Racial trauma is what happens when a Black man like Jacob Blake is shot seven times in the back by a police officer. It’s how a Black person’s heart and mind may seize upon seeing the video of the recent attack in Kenosha, Wisconsin, or reading about it in the news. They may feel increasingly jittery, exhausted, or numb, fearful they or a loved one will meet the same fate.
These psychological wounds are both direct and vicarious: Someone who experiences racism or racially-motivated violence suffers, as do those who bear witness to such harm.
The concept of racial trauma, or race-based stress, is decades old but has emerged as a mainstream idea in the months since George Floyd‘s death. It affects people of color and Indigenous people, sometimes dramatically altering the path of their life. Some may be resilient, seek healing, recover, and even experience post-traumatic growth. Others will continue to struggle. Regardless of those individual outcomes, the pervasiveness of racial trauma means that it also shapes our relationships, culture, and politics, even if some haven’t known what to call it.
Like with any other mental health issue, naming racial trauma helps lessen its stigma for people who might otherwise feel weak or paranoid. Similar to post-traumatic stress disorder, race-based stress produces hyper-vigilance and a familiar set of symptoms, including increased heart rate, higher levels of the stress hormone cortisol, disrupted sleep, and irritable bowel syndrome.

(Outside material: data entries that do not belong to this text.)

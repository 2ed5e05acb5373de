use anyhow::Context;
use clap::{Parser, Subcommand};
use grblkit::{
    describe_event, init_logging, list_ports, Config, ControllerTrait, EventCategory,
    EventFilter, GrblController, JobPhase, BUILD_DATE, VERSION,
};
use grblkit_communication::firmware::grbl::utils::get_setting_name;
use std::path::{Path, PathBuf};
use std::time::Duration;

#[derive(Parser, Debug)]
#[command(name = "grblkit", version, about = "Control a GRBL CNC machine over serial")]
struct Cli {
    /// Config file (TOML or JSON); defaults to the platform config directory
    #[arg(short, long, global = true)]
    config: Option<PathBuf>,

    /// Serial port, overriding the config file
    #[arg(short, long, global = true)]
    port: Option<String>,

    /// Baud rate, overriding the config file
    #[arg(short, long, global = true)]
    baud: Option<u32>,

    /// Log as JSON lines
    #[arg(long, global = true)]
    json_logs: bool,

    #[command(subcommand)]
    command: Command,
}

#[derive(Subcommand, Debug)]
enum Command {
    /// List serial ports that look like CNC controllers
    Ports,
    /// Connect and print one status snapshot
    Status,
    /// Run the homing cycle
    Home,
    /// Print the device's `$` settings
    Settings,
    /// Stream a G-code program
    Run {
        /// Program file
        file: PathBuf,
    },
}

fn load_config(cli: &Cli) -> anyhow::Result<Config> {
    let path = match &cli.config {
        Some(path) => path.clone(),
        None => Config::default_path()?,
    };
    let mut config = Config::load_or_default(&path)
        .with_context(|| format!("loading {}", path.display()))?;
    if let Some(port) = &cli.port {
        config.connection.port = port.clone();
    }
    if let Some(baud) = cli.baud {
        config.connection.baud_rate = baud;
    }
    config.validate()?;
    Ok(config)
}

async fn connect(config: &Config) -> anyhow::Result<GrblController> {
    let controller = GrblController::new(config.to_controller_config());
    controller.subscribe(
        EventFilter::Categories(vec![
            EventCategory::Connection,
            EventCategory::Alarm,
            EventCategory::Job,
            EventCategory::Console,
        ]),
        Box::new(|event| {
            if let Some(line) = describe_event(&event) {
                println!("{}", line);
            }
        }),
    );
    controller
        .connect()
        .await
        .with_context(|| format!("connecting to {}", config.connection.port))?;
    Ok(controller)
}

async fn run_program(controller: &GrblController, file: &Path) -> anyhow::Result<bool> {
    let text = std::fs::read_to_string(file)
        .with_context(|| format!("reading {}", file.display()))?;
    let lines: Vec<String> = text.lines().map(str::to_string).collect();

    if !controller.run_gcode_file(lines).await? {
        println!("{} has nothing to send", file.display());
        return Ok(true);
    }

    let mut ticker = tokio::time::interval(Duration::from_millis(250));
    loop {
        tokio::select! {
            _ = ticker.tick() => {}
            _ = tokio::signal::ctrl_c() => {
                tracing::warn!("Interrupted, stopping job");
                controller.stop_job().await?;
                return Ok(false);
            }
        }
        if !controller.is_connected() {
            anyhow::bail!("connection lost while streaming");
        }
        match controller.job_summary() {
            Some(summary) if summary.phase == JobPhase::Complete => {
                return Ok(summary.rejected == 0)
            }
            Some(summary) if summary.phase.is_terminal() => return Ok(false),
            Some(summary) => tracing::debug!(
                "Progress {:.0}% ({}/{})",
                summary.progress() * 100.0,
                summary.resolved,
                summary.sendable_lines
            ),
            None => return Ok(false),
        }
    }
}

#[tokio::main]
async fn main() -> anyhow::Result<()> {
    let cli = Cli::parse();
    let config = load_config(&cli)?;
    init_logging(
        &config.logging.level,
        cli.json_logs || config.logging.json,
    )?;
    tracing::info!("grblkit {} (built {})", VERSION, BUILD_DATE);

    if let Command::Ports = cli.command {
        let ports = list_ports()?;
        if ports.is_empty() {
            println!("No serial ports found");
        }
        for port in ports {
            println!("{}\t{}", port.port_name, port.description);
        }
        return Ok(());
    }

    let controller = connect(&config).await?;
    let outcome = match &cli.command {
        Command::Ports => Ok(true),
        Command::Status => {
            tokio::time::sleep(Duration::from_millis(config.controller.poll_interval_ms * 3))
                .await;
            let status = controller.get_status();
            println!("State:    {}", status.state);
            println!("Work:     {}", status.position.work);
            println!("Machine:  {}", status.position.machine);
            println!(
                "Feed:     {}  Spindle: {}",
                status.feed_rate, status.spindle_speed
            );
            println!(
                "Override: F{}% R{}% S{}%",
                status.overrides.feed, status.overrides.rapid, status.overrides.spindle
            );
            if status.pins.any_limit() {
                println!("Limits:   triggered");
            }
            if let Some(alarm) = status.alarm {
                println!("Alarm:    {}", alarm);
            }
            Ok(true)
        }
        Command::Home => controller.home().await.map_err(anyhow::Error::from),
        Command::Settings => match controller.get_settings().await {
            Ok(settings) => {
                for (key, value) in settings {
                    let name = key
                        .trim_start_matches('$')
                        .parse::<u16>()
                        .map(get_setting_name)
                        .unwrap_or("");
                    println!("{:<6} = {:<12} {}", key, value, name);
                }
                Ok(true)
            }
            Err(e) => Err(e.into()),
        },
        Command::Run { file } => run_program(&controller, file).await,
    };

    controller.disconnect().await?;
    if !outcome? {
        anyhow::bail!("command did not complete successfully");
    }
    Ok(())
}
//! Firmware support
//!
//! Only GRBL 1.1 is implemented. `settings` holds the device's `$n` table as
//! reported by `$$`.

pub mod grbl;
pub mod settings;

pub use settings::{DeviceSettings, FirmwareSetting};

An extreme incident, like being shot by a police officer, can create racial trauma. But so can a daily onslaught of microaggressions, like being tailed by a store employee while shopping, being mistaken for cleaning staff when you’re a senior partner, and being told you’re articulate. These range of experiences can set off the body’s fight-or-flight system to varying degrees. Yet unlike in many cases of PTSD, which stem from an isolated event, the stressor that triggers racial trauma may be ever-present. There’s no escaping it.
Another difference is how America collectively responds to racial trauma. When the government sent services members to war in Iraq and Afghanistan and some returned home only to experience emotional and psychological crises, the public acknowledged their sacrifice with sympathy and the government spent billions on researching PTSD and providing them with mental health treatment.
There is an argument for responding to racial trauma as if it’s also America’s responsibility to heal it through investment in research and treatment. People of color, particularly Indigenous and Black people, have fought for their lives and livelihood on their own soil for generations. They, too, have been sent into battle, just not in a war against a foreign adversary. Instead, their government permitted systemic racism to thrive in every aspect of American life.
Liberation from oppressive systems, and the mental health anguish they inflict, will look different for everyone. While racial trauma is not a defense or justification for destructive protesting tactics seen in Kenosha and elsewhere, it does provides context for such anger. In general, social justice work can create opportunities for healing from racial trauma, says Lillian Comas-Diaz, a clinical professor of psychiatry and behavioral sciences at the George Washington University School of Medicine. Comas-Diaz co-edited a special issue of American Psychologist on the subject of racial trauma and healing last year.
“Who wants to live in a society where so many people routinely experience racial trauma?”
The question before America today, she says, is: “Who wants to live in a society where so many people routinely experience racial trauma?”
The answers to that question are becoming clearer. Black people in Kenosha march in the streets because they refuse to accept the persistent threat of discrimination or violence in their lives. Allies who march with them see the injustice and put their bodies on the line in their defense. People who support the cause from afar understand that racial trauma is unfair and untenable.
Yet there are those who deny or downplay racial trauma, even as one video after the next offers a chilling depiction of why Black people might live with enduring fear. Some are even willing to use force and violence to thwart protests under the guise of protecting law and order.
On Tuesday evening in Kenosha, protesters were met by armed civilians brandishing firearms. One of them, a 17-year-old boy, was charged with homicide after allegedly shooting two protesters to death. Video of the Kenosha police caught officers welcoming the white vigilantes. Considering this in the context of Blake’s shooting also elicits a kind racial trauma.
To learn about and name racial trauma at this moment in American history is to understand that countless people of color have long been denied their basic dignity and human rights and have paid, at the very least, with their mental health.